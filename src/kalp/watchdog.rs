//! Process supervision.
//!
//! A `Watchdog` owns one `TaskSpec` and runs a supervising tokio task that
//! spawns the process, waits for it, and relaunches it every time it exits
//! for as long as `keep_alive` holds. `terminate()` may be called from any
//! task; the supervisor notices it between bounded waits and sends the live
//! child SIGTERM, escalating to a kill once the grace period runs out or
//! `kill()` is requested.

use std::process::{ExitStatus, Stdio};
use std::sync::atomic::{AtomicBool, Ordering};
use std::sync::{Arc, Mutex};
use std::time::Duration;

use tokio::process::{Child, Command};
use tokio::sync::mpsc;
use tokio::task::{JoinHandle, JoinSet};
use tokio::time::Instant;
use tracing::{debug, warn};

use crate::error::{JnsError, JnsResult};
use crate::kalp::events::WatchdogEvent;
use crate::kalp::task::{TaskSpec, WatchdogState};

/// How long a supervisor blocks on its child before re-checking for termination.
pub const POLL_INTERVAL: Duration = Duration::from_millis(100);
/// How long a terminated child may take to exit before it is killed.
pub const TERMINATE_GRACE: Duration = Duration::from_secs(5);

#[derive(Debug, Clone, Copy, PartialEq, Eq)]
enum ShutdownStage {
    SigTerm,
    Kill,
}

#[derive(Debug, Clone, Copy)]
struct ShutdownState {
    stage: ShutdownStage,
    deadline: Instant,
}

/// State shared between a `Watchdog` and its supervising task.
#[derive(Debug)]
struct Control {
    keep_alive: AtomicBool,
    terminated: AtomicBool,
    forced: AtomicBool,
    state: Mutex<WatchdogState>,
}

impl Control {
    fn new(keep_alive: bool) -> Self {
        Self {
            keep_alive: AtomicBool::new(keep_alive),
            terminated: AtomicBool::new(false),
            forced: AtomicBool::new(false),
            state: Mutex::new(WatchdogState::Idle),
        }
    }

    fn terminate(&self) {
        self.keep_alive.store(false, Ordering::SeqCst);
        self.terminated.store(true, Ordering::SeqCst);
    }

    fn kill(&self) {
        self.forced.store(true, Ordering::SeqCst);
        self.terminate();
    }

    fn keep_alive(&self) -> bool {
        self.keep_alive.load(Ordering::SeqCst)
    }

    fn is_terminated(&self) -> bool {
        self.terminated.load(Ordering::SeqCst)
    }

    fn is_forced(&self) -> bool {
        self.forced.load(Ordering::SeqCst)
    }

    fn state(&self) -> WatchdogState {
        self.state
            .lock()
            .map(|state| *state)
            .unwrap_or(WatchdogState::Stopped)
    }

    fn set_state(&self, next: WatchdogState) {
        if let Ok(mut state) = self.state.lock() {
            *state = next;
        }
    }
}

/// Supervises one long-running process.
pub struct Watchdog {
    id: usize,
    spec: TaskSpec,
    control: Arc<Control>,
    events: mpsc::Sender<WatchdogEvent>,
    grace: Duration,
    handle: Option<JoinHandle<JnsResult<()>>>,
    started: bool,
}

impl Watchdog {
    pub fn new(id: usize, spec: TaskSpec, events: mpsc::Sender<WatchdogEvent>) -> Self {
        let control = Arc::new(Control::new(spec.keep_alive));
        Self {
            id,
            spec,
            control,
            events,
            grace: TERMINATE_GRACE,
            handle: None,
            started: false,
        }
    }

    /// How long the child gets between SIGTERM and a kill.
    pub fn grace_period(mut self, grace: Duration) -> Self {
        self.grace = grace;
        self
    }

    pub fn spec(&self) -> &TaskSpec {
        &self.spec
    }

    pub fn state(&self) -> WatchdogState {
        self.control.state()
    }

    /// Begins supervision on a new tokio task and returns immediately.
    ///
    /// Must be called from within a tokio runtime.
    pub fn start(&mut self) -> JnsResult<()> {
        if self.started {
            return Err(JnsError::AlreadyStarted(self.spec.name.clone()));
        }
        self.started = true;
        let supervisor = Supervisor {
            id: self.id,
            spec: self.spec.clone(),
            control: Arc::clone(&self.control),
            events: self.events.clone(),
            grace: self.grace,
            child: None,
        };
        self.handle = Some(tokio::spawn(supervisor.run()));
        Ok(())
    }

    /// Stops any further restarts and asks the live process (if any) to exit.
    ///
    /// Does not wait; use [`Watchdog::join`] for that.
    pub fn terminate(&self) {
        debug!(task = %self.spec.name, "terminate requested");
        self.control.terminate();
    }

    /// Like `terminate`, but kills the live process without waiting out the
    /// grace period.
    pub fn kill(&self) {
        debug!(task = %self.spec.name, "kill requested");
        self.control.kill();
    }

    /// Waits until supervision has permanently ended.
    pub async fn join(&mut self) -> JnsResult<()> {
        match self.handle.take() {
            Some(handle) => handle.await?,
            None => Ok(()),
        }
    }

    fn stop_handle(&self) -> Arc<Control> {
        Arc::clone(&self.control)
    }
}

/// The supervising side of a watchdog; owns the process handle exclusively.
struct Supervisor {
    id: usize,
    spec: TaskSpec,
    control: Arc<Control>,
    events: mpsc::Sender<WatchdogEvent>,
    grace: Duration,
    child: Option<Child>,
}

impl Supervisor {
    async fn run(mut self) -> JnsResult<()> {
        let command = self.spec.display_command();
        if self.spec.dry_run {
            self.emit(WatchdogEvent::DryRun {
                id: self.id,
                command,
            })
            .await;
            self.control.set_state(WatchdogState::Stopped);
            return Ok(());
        }

        self.emit(WatchdogEvent::Starting {
            id: self.id,
            command: command.clone(),
        })
        .await;
        let result = self.supervise(&command).await;
        if let Some(mut child) = self.child.take() {
            let _ = child.start_kill();
        }
        self.control.set_state(WatchdogState::Stopped);
        self.emit(WatchdogEvent::Stopped { id: self.id }).await;
        result
    }

    // Idle -> Running -> Idle ... until keep_alive is cleared.
    async fn supervise(&mut self, command: &str) -> JnsResult<()> {
        let mut first = true;
        loop {
            if self.control.is_terminated() {
                return Ok(());
            }
            if !first {
                self.emit(WatchdogEvent::Restarting {
                    id: self.id,
                    command: command.to_string(),
                })
                .await;
            }
            first = false;
            self.start_and_wait().await?;
            if !self.control.keep_alive() {
                return Ok(());
            }
        }
    }

    async fn start_and_wait(&mut self) -> JnsResult<Option<i32>> {
        let pid = self.spawn_child()?;
        self.emit(WatchdogEvent::Started { id: self.id, pid }).await;
        let status = self.wait_child().await?;
        let code = status.and_then(|status| status.code());
        self.emit(WatchdogEvent::Exited { id: self.id, code }).await;
        Ok(code)
    }

    fn is_child_alive(&mut self) -> bool {
        match self.child.as_mut() {
            Some(child) => matches!(child.try_wait(), Ok(None)),
            None => false,
        }
    }

    fn spawn_child(&mut self) -> JnsResult<u32> {
        if self.is_child_alive() {
            return Err(JnsError::AlreadyRunning(self.spec.name.clone()));
        }

        let mut command = Command::new(&self.spec.cmd);
        command
            .args(&self.spec.args)
            .current_dir(&self.spec.cwd)
            .stdin(Stdio::null())
            .kill_on_drop(true);

        // Own process group, so the whole tree (gulp, karma, browsers) can be signaled.
        #[cfg(unix)]
        unsafe {
            command.pre_exec(|| {
                let _ = libc::setpgid(0, 0);
                Ok(())
            });
        }

        let child = command.spawn().map_err(|source| JnsError::Spawn {
            command: self.spec.display_command(),
            source,
        })?;
        let pid = child.id().unwrap_or(0);
        debug!(task = %self.spec.name, pid, "spawned");
        self.child = Some(child);
        self.control.set_state(WatchdogState::Running);
        Ok(pid)
    }

    async fn wait_child(&mut self) -> JnsResult<Option<ExitStatus>> {
        let Some(child) = self.child.as_mut() else {
            return Ok(None);
        };
        let mut signaled = None;
        let mut shutdown: Option<ShutdownState> = None;
        let status = loop {
            if let Ok(status) = tokio::time::timeout(POLL_INTERVAL, child.wait()).await {
                break status;
            }
            let now = Instant::now();
            match shutdown {
                None if self.control.is_terminated() => {
                    signaled = Some(child.id().unwrap_or(0));
                    terminate_child(child);
                    shutdown = Some(ShutdownState {
                        stage: ShutdownStage::SigTerm,
                        deadline: now + self.grace,
                    });
                }
                Some(state)
                    if state.stage == ShutdownStage::SigTerm
                        && (now >= state.deadline || self.control.is_forced()) =>
                {
                    warn!(task = %self.spec.name, "process ignored SIGTERM, killing it");
                    kill_child(child);
                    shutdown = Some(ShutdownState {
                        stage: ShutdownStage::Kill,
                        deadline: now,
                    });
                }
                _ => {}
            }
        };
        self.child = None;
        self.control.set_state(WatchdogState::Idle);
        if let Some(pid) = signaled {
            self.emit(WatchdogEvent::Signaled { id: self.id, pid }).await;
        }
        Ok(Some(status?))
    }

    async fn emit(&self, event: WatchdogEvent) {
        let _ = self.events.send(event).await;
    }
}

#[cfg(unix)]
fn terminate_child(child: &mut Child) {
    match child.id() {
        Some(pid) => unsafe {
            let pid = pid as i32;
            let _ = libc::kill(-pid, libc::SIGTERM);
            let _ = libc::kill(pid, libc::SIGTERM);
        },
        None => {
            let _ = child.start_kill();
        }
    }
}

#[cfg(not(unix))]
fn terminate_child(child: &mut Child) {
    kill_child(child);
}

fn kill_child(child: &mut Child) {
    #[cfg(unix)]
    if let Some(pid) = child.id() {
        unsafe {
            let _ = libc::kill(-(pid as i32), libc::SIGKILL);
        }
    }
    if let Err(err) = child.start_kill() {
        warn!("failed to kill child: {}", err);
    }
}

/// Cloneable handle that can terminate every watchdog of a `WatchdogSet`.
#[derive(Clone)]
pub struct StopHandle {
    controls: Vec<Arc<Control>>,
}

impl StopHandle {
    pub fn terminate_all(&self) {
        for control in &self.controls {
            control.terminate();
        }
    }

    /// Second-stage shutdown: kill every live process right away.
    pub fn kill_all(&self) {
        for control in &self.controls {
            control.kill();
        }
    }
}

/// All watchdogs of one `kalp` run.
///
/// Filled at startup, then only iterated: started, terminated on shutdown,
/// and joined.
#[derive(Default)]
pub struct WatchdogSet {
    watchdogs: Vec<Watchdog>,
}

impl WatchdogSet {
    pub fn new() -> Self {
        Self::default()
    }

    pub fn push(&mut self, watchdog: Watchdog) {
        self.watchdogs.push(watchdog);
    }

    pub fn start_all(&mut self) -> JnsResult<()> {
        for watchdog in &mut self.watchdogs {
            watchdog.start()?;
        }
        Ok(())
    }

    pub fn stop_handle(&self) -> StopHandle {
        StopHandle {
            controls: self.watchdogs.iter().map(Watchdog::stop_handle).collect(),
        }
    }

    pub fn terminate_all(&self) {
        for watchdog in &self.watchdogs {
            watchdog.terminate();
        }
    }

    /// Waits for every watchdog, in whatever order they finish. The first
    /// failure terminates the rest, so no process outlives a broken run;
    /// that failure is returned once all of them have ended.
    pub async fn join_all(&mut self) -> JnsResult<()> {
        let mut pending = JoinSet::new();
        for watchdog in &mut self.watchdogs {
            if let Some(handle) = watchdog.handle.take() {
                let name = watchdog.spec.name.clone();
                pending.spawn(async move { (name, handle.await) });
            }
        }
        let mut first_error = None;
        while let Some(joined) = pending.join_next().await {
            let (name, outcome) = joined?;
            if let Err(err) = outcome.map_err(JnsError::from).and_then(|result| result) {
                warn!(task = %name, "supervisor failed: {}", err);
                if first_error.is_none() {
                    self.terminate_all();
                    first_error = Some(err);
                }
            }
        }
        match first_error {
            Some(err) => Err(err),
            None => Ok(()),
        }
    }
}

**YOUR TASK:** Look above for the line holding "at startup, then" and the line holding "pub fn push(&mut", then output exactly those two lines and every line between them, nothing more.

**ANSWER TO THIS EXERCISE:**
/// Filled at startup, then only iterated: started, terminated on shutdown,
/// and joined.
#[derive(Default)]
pub struct WatchdogSet {
    watchdogs: Vec<Watchdog>,
}

impl WatchdogSet {
    pub fn new() -> Self {
        Self::default()
    }

    pub fn push(&mut self, watchdog: Watchdog) {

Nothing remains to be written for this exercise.